At the end of last year, the various market turmoil had caused the gold price to rise sharply. In addition to the Brexit and the Sino-US trade dispute, there was also the prospect of a slowdown in the economy, which made the so-called safe haven more attractive to investors. In the first half of 2019, however, the situation had calmed down. The stock markets had a strong start to the year, while the gold price for a long time only moved sideways around the $ 1,300 mark. However, at the latest with the recent Fed meeting, momentum came into the gold market.
Last year, the US Federal Reserve raised interest rates four times. However, since the June meeting, market participants seem to be convinced that key interest rates will be lowered again for the first time in many years, during the July meeting on 30 and 31 July. These expectations were fueled, among other things, by the words of Federal Reserve Chairman Jerome Powell after the Fed meeting on 18 and 19 June. Accordingly, many members of the Monetary Policy Council (FOMC) would find a rate cut appropriate.
The outcome of the Fed’s June meeting saw a sharp rise in gold prices in the short term. The quotations cracked second-hand the mark of $ 1,400 per troy ounce and also shot to a new six-year high. The gold price reached its record high in the fall of 2011 at $ 1,921. Until then, however, it is a very long way. Especially since the tensions in world politics after the recent held G20 summit in Osaka, Japan seem to have settled a little.
The escalation of the situation in the Middle East following several attacks on oil tankers and the launching of a US drone and the trade dispute between China and the US had driven investors into security investments such as gold. However, an important outcome of the meeting between US President Donald Trump and Chinese leader Xi Jinping in the recent G20 summit is a kind of ceasefire in the trade dispute. Initially, both sides do not want to be overdone with further punitive tariffs and continue negotiations on a solution to the trade conflict.

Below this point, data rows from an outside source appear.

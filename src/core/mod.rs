/*!
 * Core Module
 * Fundamental simulator types, limits and error handling
 */

pub mod errors;
pub mod limits;
pub mod types;

// Re-export for convenience
pub use errors::{SimError, SimResult};
pub use types::*;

In addition, Donald Trump, with his surprise meeting with North Korean leader Kim Jong-Un at the inter-Korean border, provided the prospect of a possible solution to important conflicts of our time. This would ensure that safe haven gold would likely be less in demand from investors. So it is to explain that the gold prices came under pressure shortly after the G20 summit and Trump’s historic visit to North Korea.In addition, the Fed’s July rate cut is anything but carved in stone. Donald Trump vehemently calls for one. Should the Fed fulfill this wish to the US President, regardless of whether the relevant data speak for it or not, this could lead to a loss of confidence. The central bank could no longer be considered as fully politically independent.